Patients with chronic paroxysmal or persistent AF and a CHA2DS2-VASc score (CVS) ≥3 and a HAS-BLED score (HBS) ≥3 were eligible for this study. All patients received 100mg ASS lifelong and bodyweight adapted LMWH once a day for 2 months. Follow-up visits at 2 and 6 months included TEE.
69 patients were included (mean age: 74+7y; 46 male), all of them had undergone 2 months and 66/69 6 months follow-up visit so far. The mean CVS was 4.9±1.3, the mean CHADS2-Score was 3,2±0,9, the mean HBS was 4.3±1.0. 36 patients had history of ischemic strokes and 57 patients of major bleeding events.
LAA occlusion was feasible in 68/69 patients. Periprocedural complications were a stroke without residual neurological deficit in 1 patient, a mild pericardial effusion not requiring treatment in 3 patients, and groin hematoma in 6 pat.

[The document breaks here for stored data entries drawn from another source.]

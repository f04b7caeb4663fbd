//! Utility module for hwdec-pipe
//!
//! - Error handling with a custom error type
//! - Configuration management

pub mod config;
pub mod error;

pub use config::{Config, DecoderBackendKind, DecoderConfig, GeneralConfig, PipelineConfig};
pub use error::{IntoPipelineError, PipelineError, Result};

/// Initialize the application configuration
///
/// Loads configuration from:
/// 1. Default values
/// 2. System configuration file
/// 3. User configuration file
/// 4. Environment variables
pub fn load_config() -> Result<Config> {
    Config::load()
}

/// Format a byte count for log output
pub fn format_bytes(bytes: u64) -> String {
    const UNITS: [&str; 4] = ["B", "KiB", "MiB", "GiB"];

    let mut value = bytes as f64;
    let mut unit = 0;
    while value >= 1024.0 && unit < UNITS.len() - 1 {
        value /= 1024.0;
        unit += 1;
    }

    if unit == 0 {
        format!("{} {}", bytes, UNITS[0])
    } else {
        format!("{:.1} {}", value, UNITS[unit])
    }
}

At 2 months follow-up, the LAA was completely sealed (leakage ≤3 mm) in all patients. One Patient showed a ball-shaped thrombus inside the LAA, LMWH was discontinued in all patients than this one. No stroke or TIA had occurred. Neurological examination did not reveal any new abnormal findings. One patient died from endocarditis, one patient from intestinal ischemia.
At 6 months, 1 patient had experienced a TIA No other patient had any sign of stroke or peripheral embolism. One patient died from noncardiac reason. So, the incidence of TIA, stroke or peripheral embolism during the first 6 months post implantation was very low (2/68).
These results suggest that in AF patients with high risk for thromboembolic and bleeding events implantation of the Watchman LAA occlusion device can be performed safely with an attenuated postimplant anticoag. protocol.